“Niet de grootste, wel de beste”
Na een kwart eeuw heeft Ruud Heeringa het roer van Hectas Bedrijfsdiensten C.V. overgedragen aan Harm Verbeek. Tijd voor een terugblik op een boeiende maar ook moeilijke branche en de situatie zoals deze nu is, mét natuurlijk een vooruitblik over de ontwikkelingen daarin.

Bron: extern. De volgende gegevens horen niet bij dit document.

//! Search term frequency tracking.
//!
//! Each search that returns at least one movie bumps a per-term counter in
//! the row store; the highest counters form the trending list.
//!
//! The find-or-create step is check-then-act. Two concurrent first-time
//! records of the same term can both create a row.

mod types;

pub use types::{SearchTermRow, COUNT_FIELD, SEARCH_TERM_FIELD};

use std::sync::Arc;

use serde_json::{json, Map};
use thiserror::Error;
use tracing::{debug, info, warn};

use crate::catalog::Movie;
use crate::metrics::{TRENDING_LOADS, TREND_RECORDS};
use crate::row_store::{RowQuery, RowStore, RowStoreError};

/// Number of rows in the trending list.
pub const DEFAULT_TRENDING_LIMIT: u32 = 5;

/// Errors from the trend store.
#[derive(Debug, Error)]
pub enum TrendError {
    #[error("Row store error: {0}")]
    Store(#[from] RowStoreError),

    #[error("Invalid search term row {row_id}: {reason}")]
    InvalidRow { row_id: String, reason: String },

    #[error("Count for search term row {row_id} cannot be incremented past {count}")]
    CountOverflow { row_id: String, count: u64 },
}

/// What a successful record did.
#[derive(Debug, Clone, PartialEq)]
pub enum RecordOutcome {
    /// First search for this term; a row was created with count 1.
    Created(SearchTermRow),
    /// Existing row's count was incremented.
    Incremented(SearchTermRow),
}

impl RecordOutcome {
    pub fn row(&self) -> &SearchTermRow {
        match self {
            RecordOutcome::Created(row) | RecordOutcome::Incremented(row) => row,
        }
    }
}

/// Adapter maintaining search term counters in a row store table.
pub struct TrendStore {
    store: Arc<dyn RowStore>,
    database_id: String,
    table_id: String,
    image_base_url: String,
    limit: u32,
}

impl TrendStore {
    pub fn new(
        store: Arc<dyn RowStore>,
        database_id: impl Into<String>,
        table_id: impl Into<String>,
        image_base_url: impl Into<String>,
    ) -> Self {
        Self {
            store,
            database_id: database_id.into(),
            table_id: table_id.into(),
            image_base_url: image_base_url.into(),
            limit: DEFAULT_TRENDING_LIMIT,
        }
    }

    /// Set the trending list size.
    pub fn with_limit(mut self, limit: u32) -> Self {
        self.limit = limit;
        self
    }

    pub fn limit(&self) -> u32 {
        self.limit
    }

    /// Record that `term` led to `movie`. Failures are logged and swallowed.
    pub async fn record_search(&self, term: &str, movie: &Movie) -> Option<RecordOutcome> {
        match self.try_record_search(term, movie).await {
            Ok(outcome) => Some(outcome),
            Err(e) => {
                TREND_RECORDS.with_label_values(&["failed"]).inc();
                warn!("Failed to record search term '{}': {}", term, e);
                None
            }
        }
    }

    /// Record that `term` led to `movie`, returning any error.
    pub async fn try_record_search(
        &self,
        term: &str,
        movie: &Movie,
    ) -> Result<RecordOutcome, TrendError> {
        let query = RowQuery::new().equal(SEARCH_TERM_FIELD, term);
        let existing = self
            .store
            .list_rows(&self.database_id, &self.table_id, &query)
            .await?;

        let outcome = match existing.into_iter().next() {
            Some(row) => {
                let current = SearchTermRow::from_row(row)?;

                let next = current
                    .count
                    .checked_add(1)
                    .ok_or_else(|| TrendError::CountOverflow {
                        row_id: current.row_id.clone(),
                        count: current.count,
                    })?;

                let mut patch = Map::new();
                patch.insert(COUNT_FIELD.to_string(), json!(next));

                let updated = self
                    .store
                    .update_row(&self.database_id, &self.table_id, &current.row_id, patch)
                    .await?;

                RecordOutcome::Incremented(SearchTermRow::from_row(updated)?)
            }
            None => {
                let row_id = self.store.generate_row_id();
                let data = SearchTermRow::new_row_data(term, movie, &self.image_base_url);

                let created = self
                    .store
                    .create_row(&self.database_id, &self.table_id, &row_id, data)
                    .await?;

                RecordOutcome::Created(SearchTermRow::from_row(created)?)
            }
        };

        match &outcome {
            RecordOutcome::Created(row) => {
                TREND_RECORDS.with_label_values(&["created"]).inc();
                info!("New search term '{}' recorded (row {})", term, row.row_id);
            }
            RecordOutcome::Incremented(row) => {
                TREND_RECORDS.with_label_values(&["incremented"]).inc();
                debug!("Search term '{}' count is now {}", term, row.count);
            }
        }

        Ok(outcome)
    }

    /// Top search terms by count. Failures are logged and yield `None`.
    pub async fn fetch_trending(&self) -> Option<Vec<SearchTermRow>> {
        match self.try_fetch_trending().await {
            Ok(rows) => {
                TRENDING_LOADS.with_label_values(&["success"]).inc();
                Some(rows)
            }
            Err(e) => {
                TRENDING_LOADS.with_label_values(&["failed"]).inc();
                warn!("Failed to fetch trending search terms: {}", e);
                None
            }
        }
    }

    /// Top search terms by count, returning any error.
    pub async fn try_fetch_trending(&self) -> Result<Vec<SearchTermRow>, TrendError> {
        let query = RowQuery::new().order_desc(COUNT_FIELD).with_limit(self.limit);
        let rows = self
            .store
            .list_rows(&self.database_id, &self.table_id, &query)
            .await?;

        Ok(rows
            .into_iter()
            .filter_map(|row| match SearchTermRow::from_row(row) {
                Ok(row) => Some(row),
                Err(e) => {
                    warn!("Skipping unreadable trending row: {}", e);
                    None
                }
            })
            .collect())
    }
}
//! `${VAR}` expansion for URL-like configuration values.
//!
//! - `${VAR}` is replaced by the value of `VAR` and fails if it is unset
//! - `${VAR:-fallback}` uses `fallback` when `VAR` is unset
//!
//! Bare `$VAR` is left alone so URLs containing `$` survive untouched.

use crate::ConfigError;

/// Expand variable references in `value`, reporting failures against `field`.
pub(crate) fn expand_env(value: &str, field: &str) -> Result<String, ConfigError> {
    if !value.contains("${") {
        return Ok(value.to_owned());
    }

    // References without a fallback must resolve.
    if let Some(name) = required_refs(value).find(|name| std::env::var(name).is_err()) {
        return Err(unset(field, name));
    }

    shellexpand::env_with_context(value, |name| {
        Ok::<_, UnsetVar>(std::env::var(name).ok())
    })
    .map(std::borrow::Cow::into_owned)
    .map_err(|e| unset(field, &e.var_name))
}

/// Names referenced as `${NAME}` with no `:-` fallback.
fn required_refs(value: &str) -> impl Iterator<Item = &str> {
    value.split("${").skip(1).filter_map(|rest| {
        let inner = &rest[..rest.find('}')?];
        (!inner.contains(":-")).then_some(inner)
    })
}

fn unset(field: &str, name: &str) -> ConfigError {
    ConfigError::EnvVar {
        field: field.to_owned(),
        message: format!("${{{name}}} not set"),
    }
}

/// Expand an optional value in place.
pub(crate) fn expand_in_place(value: &mut Option<String>, field: &str) -> Result<(), ConfigError> {
    if let Some(current) = value.as_deref() {
        *value = Some(expand_env(current, field)?);
    }
    Ok(())
}

/// Lookup never fails; unset variables are reported before expansion.
#[derive(Debug)]
enum UnsetVar {}

#[cfg(test)]
mod tests {
    use super::*;

    #[test]
    fn test_expand_site_url() {
        // SAFETY: test runs single-threaded per test function
        unsafe {
            std::env::set_var("FOLIO_TEST_DOMAIN", "book.example.com");
        }
        let result = expand_env("https://${FOLIO_TEST_DOMAIN}", "url").unwrap();
        assert_eq!(result, "https://book.example.com");
        unsafe {
            std::env::remove_var("FOLIO_TEST_DOMAIN");
        }
    }

    #[test]
    fn test_expand_fallback_when_unset() {
        // SAFETY: test runs single-threaded per test function
        unsafe {
            std::env::remove_var("FOLIO_TEST_UNSET_BASE");
        }
        let result = expand_env("${FOLIO_TEST_UNSET_BASE:-/}", "baseUrl").unwrap();
        assert_eq!(result, "/");
    }

    #[test]
    fn test_expand_unset_reports_field_and_var() {
        // SAFETY: test runs single-threaded per test function
        unsafe {
            std::env::remove_var("FOLIO_TEST_MISSING");
        }
        let err = expand_env("${FOLIO_TEST_MISSING}", "navbar.item.href").unwrap_err();
        assert!(matches!(err, ConfigError::EnvVar { .. }));
        let msg = err.to_string();
        assert!(msg.contains("FOLIO_TEST_MISSING"));
        assert!(msg.contains("navbar.item.href"));
    }

    #[test]
    fn test_required_refs_skips_fallbacks() {
        let refs: Vec<_> = required_refs("https://${HOST}/${PREFIX:-book}/${TAIL}").collect();
        assert_eq!(refs, vec!["HOST", "TAIL"]);
    }

    #[test]
    fn test_bare_dollar_left_alone() {
        let result = expand_env("https://example.com/$price", "url").unwrap();
        assert_eq!(result, "https://example.com/$price");
    }

    #[test]
    fn test_expand_in_place_skips_none() {
        let mut value = None;
        expand_in_place(&mut value, "url").unwrap();
        assert!(value.is_none());
    }

    #[test]
    fn test_expand_in_place_rewrites_some() {
        // SAFETY: test runs single-threaded per test function
        unsafe {
            std::env::set_var("FOLIO_TEST_PREFIX", "/book/");
        }
        let mut value = Some("${FOLIO_TEST_PREFIX}".to_owned());
        expand_in_place(&mut value, "baseUrl").unwrap();
        assert_eq!(value.as_deref(), Some("/book/"));
        unsafe {
            std::env::remove_var("FOLIO_TEST_PREFIX");
        }
    }
}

Heeringa heeft op zijn zachts gezegd een opmerkelijke carrière achter de rug. Zijn hart lag bij de autosport die hij ook actief beoefende. Hij kwam in Canada terecht, maar kwam begin jaren zeventig terug naar Nederland. “Ik was net terug toen de oliecrisis uitbrak. Dat kwam slecht uit, want ik had een importeurschap van race-onderdelen meegenomen. Daar was dus geen belangstelling voor. De mensen waren al blij als ze sowieso konden rijden, laat staan racen. Dat importeurschap was een doodlopende weg, maar ik kon wel autoradio’s gaan importeren. Daar zat wel brood, maar te weinig werk in. Ik ging me vervelen. Zo ben ik uiteindelijk in de schoonmaakbranche terecht gekomen.”
Spijkerkwartier
Destijds wist Heeringa niets van de branche, maar hij kon wel uit verschillende werkgevers kiezen. Hij werd bedrijfsleider bij Asito. “Het bedrijf was een voorloper. Zo had men als een van de weinigen een eigen vakopleidingsprogramma. Het werk was toen heel anders dan tegenwoordig. Je had veel contact met klanten, maar was toch vooral probleemoplosser. Dat was niet altijd even leuk, want sommige klanten konden heel erg muggenziften en als je ook voor je personeel opkomt, is dat soms wel eens lastig. Na een paar jaar had ik dat wel gezien en wilde ik vertrekken. Toch had het schoonmaakvirus me te pakken en zocht ik wel iets in deze sfeer. Bij Asito wilden ze me wel houden en werd ik gevraagd als manager van de handelsonderneming. Leuk werk, maar uiteindelijk bleek het toch niet zo te boteren met de toenmalige directie en ben ik na zo’n vier jaar om me heen gaan kijken. Ik kwam in contact met Schoonderbeek (nu Hectas), een schoonmaakbedrijf dat sinds 1916 bestond. Dat beviel me in eerste instantie helemaal niet. Ze zaten in het Spijkerkwartier in Arnhem en dat vond ik maar niets (lachend). Temeer omdat ik ook nog een bekeuring kreeg tijdens mijn bezoek en toen aan mijn vrouw moest uitleggen wat ik in die buurt deed! Toen ze me echter meenamen naar de nieuwbouw en ik zag dat de drie aandeelhouders bereid waren tot een degelijke miljoeneninvestering ben ik alsnog overgestapt.”
Harder
Schoonderbeek werd jaren later onderdeel van de Duitse multinational Vorwerk dat actief is in 52 landen met een breed pakket aan ondernemingen. Heeringa werd in 1983 adjunct-directeur en één jaar later directeur. Sindsdien bleef hij op zijn post, wel met een eigen koers. Toen na de overname de nieuwe naam en bijbehorend bedrijfslogo werden gepresenteerd, vond hij de drie pinguins ‘die doelloos rondkeken met hun handen in de zak’(citaat) ongeschikt. Daarom heeft Hectas in Nederland nu drie dartelende dolfijnen. De afgelopen jaren heeft Heeringa de branche ingrijpend zien veranderen. “Het speelveld is harder geworden. Er moeten steeds meer vierkante meters gemaakt worden tegen minder kosten. Efficiëntie is op zich niet slecht, maar je kunt doorschieten. Een belangrijke oorzaak is dat de schoonmaakbranche slecht heeft ingespeeld op Europese aanbestedingen. Schoonmaak is en blijft vooral mensenwerk. Vroeger ging het om de relatie tussen de opdrachtgever en het schoonmaakbedrijf. Als die goed was, kon je zowat eeuwig bij dat bedrijf blijven werken. Nu is deze situatie deels ingrijpend veranderd.”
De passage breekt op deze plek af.